Published March 13, 2019 at 10:00 a.m. | Updated March 13, 2019 at 2:04 p.m.

click to enlarge Blackout by Hope A.C. Bentley, The Phoenix Cave by Hope A.C. Bentley, and The Haunted by Hope A.C. Bentley
  • Blackout by Hope A.C. Bentley, The Phoenix Cave by Hope A.C. Bentley, and The Haunted by Hope A.C. Bentley

In late 2018, East Burke writer Hope A.C. Bentley started her own small publishing company: Golden Light Factory. She's put out five books — four by her, one by Valerie Chase — under the tagline "Provocative Books for Clever Readers." Ranging from picture books to novels for teens and tweens, they sport artfully hand-illustrated covers (by Kate Renner and Elly Barksdale) that recall the well-loved library copies of eras past.

Provocative or not, Bentley's novels certainly have tantalizing premises. In the YA tale The Haunted, 15-year-old Lydia goes to the Claybourne Academy of Excellence, a boarding school "for geniuses" on a remote Maine island, to find out why its graduates keep dying by suicide. The answer, which involves hypnotism and witchcraft, won't come as a surprise to readers of Lois Duncan's classic boarding-school gothic Down a Dark Hall. But Bentley puts her own creepy spin on an already-disturbing concept, adding a contemporary wrinkle: Claybourne forbids high tech, making it impossible for students to splash their horrifying discoveries all over Instagram.

The terror of losing touch also figures largely in Bentley's YA novel Blackout, in which a computer virus fries the electrical grid — and cellphones — across the U.S. The story alternates among the viewpoints of three young protagonists, two on road trips. While Margot bones up on survival skills in tiny Canton Hollow, Vt., her older sister travels home from boarding school on the Appalachian Trail, and their cousin makes his way from Wyoming by boat and motorcycle.

The plot maintains a good balance of action and emotional fallout, and the portrayal of Vermonters banding together in a catastrophic situation might remind readers of local responses to Tropical Storm Irene. Bentley can occasionally get a bit preachy, as in a scene where teens find their usual social divisions dissolving in the absence of digital distractions: "It was weird how without our phones we were all a little braver." Then again, she's not necessarily wrong. And, while it's not Cormac McCarthy's The Road, Blackout doesn't paint too rosy a picture of Americans forced to hoard canned goods and smoke meat for survival.

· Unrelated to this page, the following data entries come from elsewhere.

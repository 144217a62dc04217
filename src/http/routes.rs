// Every endpoint the replication protocol exposes, wired to the
// export/import/lock/selector/read-path components behind `AppState`: a
// plain `axum::Router` of `State<AppState>` handlers returning
// `AppResult<Json<_>>` (or a raw `Response` for the byte-streaming routes).

use std::collections::HashMap;

use axum::{
    extract::{Path, Query, State},
    http::{header, HeaderMap, StatusCode},
    response::{IntoResponse, Response},
    routing::{get, post},
    Json, Router,
};
use serde::Deserialize;
use serde_json::{json, Value};

use crate::app_state::AppState;
use crate::error::{AppError, AppResult};
use crate::infrastructure::{ByteRange, ReadOutcome, SyncLock, SyncWalletOutcome, TriggerMode};
use crate::models::{ExportResponse, NewFile, NewTrack, NewUserMeta};

pub fn create_router(state: AppState) -> Router {
    Router::new()
        .route("/health", get(health_handler))
        .route("/export", get(export_handler))
        .route("/sync", post(sync_handler))
        .route("/sync_status/{wallet}", get(sync_status_handler))
        .route("/users/clock_status/{wallet}", get(clock_status_handler))
        .route("/ipfs/{cid}", get(ipfs_handler))
        .route("/ipfs/{dir_cid}/{filename}", get(ipfs_dir_handler))
        .route("/file_lookup", get(file_lookup_handler))
        .route("/audius_users/metadata", post(user_meta_handler))
        .route("/audius_users", post(finalize_handler))
        .route("/tracks/metadata", post(track_handler))
        .route("/tracks", post(finalize_handler))
        .route("/image_upload", post(files_upload_handler))
        .route("/track_content", post(files_upload_handler))
        .with_state(state)
}

/// Repeated `wallet_public_key=<wallet>` query pairs collect into the
/// `Vec<String>` field below.
#[derive(Debug, Deserialize)]
pub struct ExportQuery {
    #[serde(default)]
    pub wallet_public_key: Vec<String>,
    pub clock_range_min: i64,
    pub clock_range_max: Option<i64>,
    pub source_endpoint: Option<String>,
}

/// Health route C7's selector checks on every candidate: 200 plus a version
/// string it compares major/minor against the expected version.
async fn health_handler(State(state): State<AppState>) -> Json<Value> {
    Json(json!({ "version": state.config.selector.expected_version }))
}

async fn export_handler(
    State(state): State<AppState>,
    Query(query): Query<ExportQuery>,
) -> AppResult<Json<ExportResponse>> {
    if query.wallet_public_key.is_empty() {
        return Err(AppError::BadRequest("wallet_public_key is required".to_string()));
    }

    let peer_endpoints = query.source_endpoint.into_iter().collect::<Vec<_>>();
    let response = state
        .export_service
        .export(
            &query.wallet_public_key,
            query.clock_range_min,
            query.clock_range_max,
            state.config.sync.max_export_range,
            peer_endpoints,
        )
        .await?;

    Ok(Json(response))
}

#[derive(Debug, Deserialize)]
pub struct SyncRequest {
    pub wallet: Vec<String>,
    pub creator_node_endpoint: String,
    #[serde(default)]
    pub immediate: Option<bool>,
    #[serde(default)]
    pub sync_type: Option<String>,
}

async fn sync_handler(
    State(state): State<AppState>,
    Json(req): Json<SyncRequest>,
) -> AppResult<Json<Value>> {
    if req.wallet.is_empty() {
        return Err(AppError::BadRequest("wallet is required".to_string()));
    }

    tracing::info!(
        wallets = ?req.wallet,
        immediate = ?req.immediate,
        sync_type = ?req.sync_type,
        "sync requested"
    );

    let outcome = state
        .sync_worker
        .run(&req.wallet, &req.creator_node_endpoint)
        .await?;

    let results: HashMap<String, Value> = outcome
        .results
        .into_iter()
        .map(|(wallet, result)| {
            let value = match result {
                SyncWalletOutcome::UpToDate => json!({ "status": "up_to_date" }),
                SyncWalletOutcome::Synced { clock } => json!({ "status": "synced", "clock": clock }),
            };
            (wallet, value)
        })
        .collect();

    Ok(Json(json!({ "results": results })))
}

async fn sync_status_handler(
    State(state): State<AppState>,
    Path(wallet): Path<String>,
) -> AppResult<Json<Value>> {
    let key = SyncLock::key_for_wallet(&wallet);
    if state.sync_lock.is_held(&key).await {
        return Err(AppError::Locked(format!("sync lock held for {wallet}")));
    }

    let user = state
        .db
        .get_user_by_wallet(&wallet)
        .await?
        .ok_or_else(|| AppError::NotFound(format!("unknown wallet {wallet}")))?;

    Ok(Json(json!({
        "latestBlockNumber": user.latest_block_number,
        "clockValue": user.clock,
    })))
}

async fn clock_status_handler(
    State(state): State<AppState>,
    Path(wallet): Path<String>,
) -> AppResult<Json<Value>> {
    let user = state
        .db
        .get_user_by_wallet(&wallet)
        .await?
        .ok_or_else(|| AppError::NotFound(format!("unknown wallet {wallet}")))?;

    Ok(Json(json!({ "clockValue": user.clock })))
}

async fn ipfs_handler(
    State(state): State<AppState>,
    Path(cid): Path<String>,
    headers: HeaderMap,
) -> AppResult<Response> {
    let range = parse_range_header(&headers);
    let outcome = state.read_path.read(&cid, None, range).await?;
    Ok(outcome_to_response(outcome))
}

async fn ipfs_dir_handler(
    State(state): State<AppState>,
    Path((dir_cid, filename)): Path<(String, String)>,
    headers: HeaderMap,
) -> AppResult<Response> {
    let range = parse_range_header(&headers);
    let outcome = state.read_path.read(&dir_cid, Some(&filename), range).await?;
    Ok(outcome_to_response(outcome))
}

#[derive(Debug, Deserialize)]
pub struct FileLookupQuery {
    pub multihash: String,
    pub dir_multihash: Option<String>,
    pub file_name: Option<String>,
}

/// Internal node-to-node file read. Signature verification of
/// the calling delegate wallet is an external signing primitive; this
/// handler only checks that a delegate-signature header was attached
/// upstream, and trusts the transport layer to have validated it.
async fn file_lookup_handler(
    State(state): State<AppState>,
    Query(query): Query<FileLookupQuery>,
    headers: HeaderMap,
) -> AppResult<Response> {
    if !headers.contains_key("x-delegate-signature") {
        return Err(AppError::Unauthorized("missing delegate signature".to_string()));
    }

    let (cid, filename) = match (&query.dir_multihash, &query.file_name) {
        (Some(dir), Some(name)) => (dir.clone(), Some(name.clone())),
        _ => (query.multihash.clone(), None),
    };

    let outcome = state.read_path.read(&cid, filename.as_deref(), None).await?;
    Ok(outcome_to_response(outcome))
}

#[derive(Debug, Deserialize)]
pub struct UserMetaUploadRequest {
    pub wallet: String,
    #[serde(flatten)]
    pub payload: NewUserMeta,
}

async fn user_meta_handler(
    State(state): State<AppState>,
    Json(req): Json<UserMetaUploadRequest>,
) -> AppResult<Json<Value>> {
    let wallet = req.wallet.clone();
    let receipt = write_under_lock(&state, &wallet, || {
        state.content_store.write_user_meta(&wallet, req.payload)
    })
    .await?;
    notify_secondaries(&state, &wallet).await;
    Ok(Json(json!({ "userUuid": receipt.user_uuid, "clock": receipt.clock })))
}

#[derive(Debug, Deserialize)]
pub struct TrackUploadRequest {
    pub wallet: String,
    #[serde(flatten)]
    pub payload: NewTrack,
}

async fn track_handler(
    State(state): State<AppState>,
    Json(req): Json<TrackUploadRequest>,
) -> AppResult<Json<Value>> {
    let wallet = req.wallet.clone();
    let receipt = write_under_lock(&state, &wallet, || {
        state.content_store.write_track(&wallet, req.payload)
    })
    .await?;
    notify_secondaries(&state, &wallet).await;
    Ok(Json(json!({ "userUuid": receipt.user_uuid, "clock": receipt.clock })))
}

#[derive(Debug, Deserialize)]
pub struct FilesUploadRequest {
    pub wallet: String,
    pub files: Vec<NewFile>,
}

/// Backs both `/image_upload` (directory CID + resized variants) and
/// `/track_content` (a single audio file row). The actual media processing
/// that produces these rows (resizing, transcoding) is an external
/// collaborator; this endpoint only persists the resulting
/// content-addressed rows.
async fn files_upload_handler(
    State(state): State<AppState>,
    Json(req): Json<FilesUploadRequest>,
) -> AppResult<Json<Value>> {
    let wallet = req.wallet.clone();
    let receipts = write_under_lock(&state, &wallet, || {
        state.content_store.write_files(&wallet, req.files)
    })
    .await?;
    notify_secondaries(&state, &wallet).await;

    let clocks: Vec<i64> = receipts.iter().map(|r| r.clock).collect();
    Ok(Json(json!({ "clocks": clocks })))
}

#[derive(Debug, Deserialize)]
pub struct FinalizeRequest {
    pub wallet: String,
    pub block_number: i64,
}

/// Backs `/audius_users` and `/tracks`: applies the ledger's block number to
/// this user without minting a new clock (the ledger write itself is an
/// external collaborator; this only reflects it locally).
async fn finalize_handler(
    State(state): State<AppState>,
    Json(req): Json<FinalizeRequest>,
) -> AppResult<Json<Value>> {
    let wallet = req.wallet.clone();
    write_under_lock(&state, &wallet, || {
        state
            .content_store
            .bump_latest_block_number(&wallet, req.block_number)
    })
    .await?;
    Ok(Json(json!({ "wallet": wallet, "blockNumber": req.block_number })))
}

/// Advisory per-user serialization for the content-upload endpoints: the
/// lock is fast-path coordination, the `(user_uuid, clock)` unique
/// constraint on the clock ledger is the safety net if it's ever lost.
async fn write_under_lock<F, Fut, T>(state: &AppState, wallet: &str, f: F) -> AppResult<T>
where
    F: FnOnce() -> Fut,
    Fut: std::future::Future<Output = AppResult<T>>,
{
    let key = SyncLock::key_for_wallet(wallet);
    let token = state.sync_lock.acquire(&key).await?;
    let result = f().await;
    state.sync_lock.release(&token).await?;
    result
}

async fn notify_secondaries(state: &AppState, wallet: &str) {
    let secondaries = state.secondaries_for(wallet).await;
    if secondaries.is_empty() {
        return;
    }
    if let Err(e) = state
        .sync_trigger
        .notify(wallet, &state.config.node.endpoint, &secondaries, TriggerMode::Debounced)
        .await
    {
        tracing::warn!("failed to enqueue sync trigger for {wallet}: {e}");
    }
}

fn parse_range_header(headers: &HeaderMap) -> Option<ByteRange> {
    let value = headers.get(header::RANGE)?.to_str().ok()?;
    let spec = value.strip_prefix("bytes=")?;
    let (start_s, end_s) = spec.split_once('-')?;
    let start: u64 = start_s.parse().ok()?;
    let end = if end_s.is_empty() { None } else { end_s.parse().ok() };
    Some(ByteRange { start, end })
}

fn outcome_to_response(outcome: ReadOutcome) -> Response {
    match outcome {
        ReadOutcome::Full { bytes } => (StatusCode::OK, bytes).into_response(),
        ReadOutcome::Partial { bytes, start, end, total } => {
            let mut response = (StatusCode::PARTIAL_CONTENT, bytes).into_response();
            if let Ok(value) = format!("bytes {start}-{end}/{total}").parse() {
                response.headers_mut().insert(header::CONTENT_RANGE, value);
            }
            response
        }
    }
}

While Bentley's prose is always strong, she has a special flair for describing people. In The Haunted, a teacher's "hair unfurled down her back like a shiny black tongue"; in Blackout, "Mrs. Murphy was as thin and bent as a shepherd's crook and scurried everywhere she went like she was expecting to get stepped on by an enormous boot."

In Bentley's middle-grade novel The Phoenix Cave, a girl lives with her mom — who's a witch — in a treehouse that normal people can't see. The narrator's hair is "every color that an autumn leaf can be, but I don't recommend judging a person by her hair," she notes tartly.

While that fanciful tale should appeal to Harry Potter-obsessed kids, Golden Light also offers a nonfiction picture book addressing more practical matters: Where Else Do Babies Come From? A Family Guide to Assisted Reproduction, also by Bentley. Between visual aids for parents called on to explain difficult topics and thrilling tales for teens, this author is carving out a neat little niche in the NEK.

The Haunted by Hope A.C. Bentley, Golden Light Factory, 296 pages. $14.98. Blackout by Hope A.C. Bentley, Golden Light Factory, 222 pages. $14.99. The Phoenix Cave by Hope A.C. Bentley, Golden Light Factory, 310 pages. $14.99. Find them at select independent bookstores and at goldenlightfactory.com.

The original print version of this article was headlined "Quick Lit: Shedding Light"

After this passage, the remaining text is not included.